The climate in the mid-Atlantic region is milder than in New England. There are still four seasons, but the winters are not as cold as in New England; and the summers are not as hot as in the southern region. There is still a lot of precipitiation.
The mid-Atlantic region is also part of the Appalachian and Adirondack Mountain rages much like New England. It's situated along the east coast so there are lots of navigable rivers, good harbors, and coastal plains. The mid-Atlantic region is unique in that it also has piedmonts, plateaus, and waterfalls!
The soil in the mid-Atlantic is very fertile and well suited to farming.
The mid-Atlantic colonies produced wheat, barley, rye, corn, and orchard fruits in the very fertile soil.
In addition to farmland the mid-Atlantic has plentiful water related resources such as fish and ports.
Purpose of Founding
Because of their fertile soil and coastal location, the mid-Atlantic colonies were suited for trade. The founders settled this region for trade related profits.
The settlers of mid-Atlantic colonies were from various religious backgrounds; there were Quakers, Lutherans, Congregationalists, Anglicans, Catholics, and Jews.

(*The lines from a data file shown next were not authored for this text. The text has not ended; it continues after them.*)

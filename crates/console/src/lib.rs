//! Forno Console library.
//!
//! This crate provides the console functionality as a library,
//! allowing it to be tested and reused.

#![cfg_attr(not(test), forbid(unsafe_code))]

pub mod config;
pub mod error;
pub mod remote;
pub mod routes;
pub mod state;
pub mod storage;
pub mod store;
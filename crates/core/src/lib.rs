//! Forno Core - Shared types library.
//!
//! This crate provides common types used across all Forno components:
//! - `console` - Management console service (catalog, orders, stock)
//! - `integration-tests` - End-to-end startup/sync scenarios
//!
//! # Architecture
//!
//! The core crate contains only types and pure logic - no I/O, no HTTP
//! clients, no filesystem access. This keeps it lightweight and allows it to
//! be used anywhere.
//!
//! # Modules
//!
//! - [`types`] - Newtype wrappers for type-safe IDs, prices, and statuses
//! - [`records`] - Catalog, order, and stock record structs
//! - [`catalog`] - The remote/local catalog merge function

#![cfg_attr(not(test), forbid(unsafe_code))]

pub mod catalog;
pub mod records;
pub mod types;

pub use catalog::merge_catalog;
pub use records::*;
pub use types::*;
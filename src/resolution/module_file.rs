use std::ffi::OsStr;
use std::path::{Component, Path, PathBuf};

use tracing::debug;

use crate::config::LocatorConfig;
use crate::extraction::LanguageRegistry;
use crate::scan::TreeScanner;
use crate::types::ModuleCandidatePaths;

/// Builds the ordered candidate paths for a dotted module locator.
///
/// For each enabled language, in registry order:
/// 1. `<locator>.<ext>` -- the locator as a flat file name,
/// 2. `<locator as a/b/c>.<ext>`,
/// 3. `<locator as a/b/c>/<package init>.<ext>` when the language has a
///    package init file.
///
/// Candidates that would escape the tree root are dropped.
pub fn module_candidates(locator: &str, registry: &LanguageRegistry) -> ModuleCandidatePaths {
    let nested = locator.replace('.', "/");
    let mut paths = Vec::new();
    for extractor in registry.extractors() {
        for ext in extractor.extensions() {
            paths.push(format!("{locator}.{ext}"));
            paths.push(format!("{nested}.{ext}"));
            if let Some(init) = extractor.package_init_stem() {
                paths.push(format!("{nested}/{init}.{ext}"));
            }
        }
    }

    let mut candidates: Vec<PathBuf> = Vec::with_capacity(paths.len());
    for path in paths.into_iter().map(PathBuf::from) {
        if !is_tree_relative(&path) {
            debug!("dropping candidate {} outside the tree", path.display());
            continue;
        }
        if !candidates.contains(&path) {
            candidates.push(path);
        }
    }
    ModuleCandidatePaths::new(candidates)
}

/// Resolves a module locator to a single file under `root`.
///
/// Tries each candidate from [`module_candidates`] and returns the first
/// regular file. Failing that, scans the tree for any source file whose
/// stem equals the locator's last segment. That fallback ignores the rest
/// of the locator, so it can pick a same-named file elsewhere in the tree.
pub fn find_module_file(
    root: &Path,
    locator: &str,
    config: &LocatorConfig,
    registry: &LanguageRegistry,
) -> Option<PathBuf> {
    for candidate in module_candidates(locator, registry).iter() {
        let full_path = root.join(candidate);
        if full_path.is_file() {
            debug!("module {} resolved to {}", locator, full_path.display());
            return Some(full_path);
        }
    }

    let stem = locator.rsplit('.').next().unwrap_or(locator);
    if stem.is_empty() {
        return None;
    }
    let found = TreeScanner::new(root, config, registry)
        .source_files()
        .find(|path| path.file_stem() == Some(OsStr::new(stem)));
    if let Some(path) = &found {
        debug!(
            "module {} resolved by stem scan to {}",
            locator,
            path.display()
        );
    }
    found
}

fn is_tree_relative(path: &Path) -> bool {
    path.components()
        .all(|component| matches!(component, Component::Normal(_)))
}
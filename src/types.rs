use std::fmt;
use std::path::{Path, PathBuf};

use serde::{Deserialize, Serialize};

/// A parsed function reference: an optional module locator and a name.
///
/// `module_locator` is always dotted (`pkg.mod`), never empty, and never
/// contains the function name.
#[derive(Debug, Clone, PartialEq, Eq, Serialize, Deserialize)]
pub struct FunctionReference {
    pub module_locator: Option<String>,
    pub function_name: String,
}

impl FunctionReference {
    /// Returns `true` if the reference names a module to search.
    pub fn is_scoped(&self) -> bool {
        self.module_locator.is_some()
    }
}

impl fmt::Display for FunctionReference {
    fn fmt(&self, f: &mut fmt::Formatter<'_>) -> fmt::Result {
        match &self.module_locator {
            Some(locator) => write!(f, "{}.{}", locator, self.function_name),
            None => write!(f, "{}", self.function_name),
        }
    }
}

/// Ordered candidate paths (relative to the tree root) for a module locator.
///
/// The first candidate that exists on disk wins.
#[derive(Debug, Clone, Default, PartialEq, Eq)]
pub struct ModuleCandidatePaths {
    paths: Vec<PathBuf>,
}

impl ModuleCandidatePaths {
    pub fn new(paths: Vec<PathBuf>) -> Self {
        Self { paths }
    }

    pub fn iter(&self) -> impl Iterator<Item = &Path> {
        self.paths.iter().map(PathBuf::as_path)
    }

    pub fn len(&self) -> usize {
        self.paths.len()
    }

    pub fn is_empty(&self) -> bool {
        self.paths.is_empty()
    }

    /// Renders the candidates as a comma separated list for log output.
    pub fn display_list(&self) -> String {
        self.paths
            .iter()
            .map(|p| p.display().to_string())
            .collect::<Vec<_>>()
            .join(", ")
    }
}

/// The exact source text of a matched function and its line span.
///
/// Lines are 1-based and inclusive.
#[derive(Debug, Clone, PartialEq, Eq, Serialize, Deserialize)]
pub struct FunctionMatch {
    pub source_text: String,
    pub start_line: usize,
    pub end_line: usize,
}

/// Result of a lookup, keeping the reason for a miss for diagnostics.
#[derive(Debug, Clone, PartialEq, Eq)]
pub enum LookupOutcome {
    /// A definition was found in `path`.
    Found { path: PathBuf, matched: FunctionMatch },
    /// The module locator resolved to no file.
    ModuleNotFound {
        locator: String,
        candidates: ModuleCandidatePaths,
    },
    /// Every searched file parsed (or was skipped) without a match.
    FunctionNotFound {
        function_name: String,
        files_searched: usize,
    },
}

impl LookupOutcome {
    /// Collapses the outcome to the matched function, if any.
    pub fn into_match(self) -> Option<FunctionMatch> {
        match self {
            LookupOutcome::Found { matched, .. } => Some(matched),
            _ => None,
        }
    }

    pub fn is_found(&self) -> bool {
        matches!(self, LookupOutcome::Found { .. })
    }
}
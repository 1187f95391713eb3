use thiserror::Error;

/// Errors that can occur while resolving and locating function sources.
///
/// Misses (module or function not found) are not errors; they are reported
/// through [`crate::types::LookupOutcome`].
#[derive(Error, Debug)]
pub enum LocateError {
    #[error("malformed reference '{reference}': {reason}")]
    MalformedReference { reference: String, reason: String },

    #[error("source tree not found: {path}")]
    TreeNotFound { path: String },

    #[error("invalid job id '{job_id}'")]
    InvalidJobId { job_id: String },

    #[error("lookup cancelled")]
    Cancelled,

    #[error("config error: {message}")]
    Config { message: String },

    #[error("io error: {0}")]
    Io(#[from] std::io::Error),

    #[error("json error: {0}")]
    Json(#[from] serde_json::Error),
}

impl LocateError {
    pub(crate) fn malformed(reference: &str, reason: impl Into<String>) -> Self {
        Self::MalformedReference {
            reference: reference.to_string(),
            reason: reason.into(),
        }
    }
}

/// Convenience alias for results using `LocateError`.
pub type Result<T> = std::result::Result<T, LocateError>;
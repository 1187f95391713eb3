use crate::errors::{LocateError, Result};
use crate::types::FunctionReference;

/// Parses human-supplied function references.
///
/// Three syntaxes are accepted, checked in this order:
/// 1. `path/to/module:function` -- slashes in the path become dots.
/// 2. `package.module.function` -- split on the last dot.
/// 3. `function` -- no module; every source file is searched.
///
/// Identifier characters are not validated.
pub struct ReferenceResolver;

impl ReferenceResolver {
    /// Splits `reference` into a module locator and a function name.
    ///
    /// Fails with `MalformedReference` when the function name would be
    /// empty or the reference contains more than one `:`. An empty module
    /// part (`":f"`, `".f"`) leaves the reference unscoped.
    pub fn resolve(reference: &str) -> Result<FunctionReference> {
        if reference.is_empty() {
            return Err(LocateError::malformed(reference, "reference is empty"));
        }

        let (locator, function_name) = if let Some((path_part, name)) = reference.split_once(':')
        {
            if name.contains(':') {
                return Err(LocateError::malformed(
                    reference,
                    "expected at most one ':' separating module path and function",
                ));
            }
            (Some(path_part.replace('/', ".")), name)
        } else if let Some((module_part, name)) = reference.rsplit_once('.') {
            (Some(module_part.to_string()), name)
        } else {
            (None, reference)
        };

        if function_name.is_empty() {
            return Err(LocateError::malformed(reference, "function name is empty"));
        }

        Ok(FunctionReference {
            module_locator: locator.filter(|l| !l.is_empty()),
            function_name: function_name.to_string(),
        })
    }
}

#[cfg(test)]
mod tests {
    use super::*;

    #[test]
    fn colon_takes_priority_over_dots() {
        let r = ReferenceResolver::resolve("pkg/sub.mod:run").unwrap();
        assert_eq!(r.module_locator.as_deref(), Some("pkg.sub.mod"));
        assert_eq!(r.function_name, "run");
    }

    #[test]
    fn display_renders_dotted_form() {
        let r = ReferenceResolver::resolve("a/b:c").unwrap();
        assert_eq!(r.to_string(), "a.b.c");
    }
}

National Origin of Settlers
These settlers were as diverse ethnically as they were religiously. Most settlers were Dutch, Swedes, Germans, Finns, and English.
Money in the mid-Atlantic colonies came from fishing, lumbering, shipbuilding, and farming. The mid-Atlantic's vast wealth of natural resources allowed the region to be very economically successful in many industries.
Settlers of the mid-Atlantic colonies took part in private, not public, education.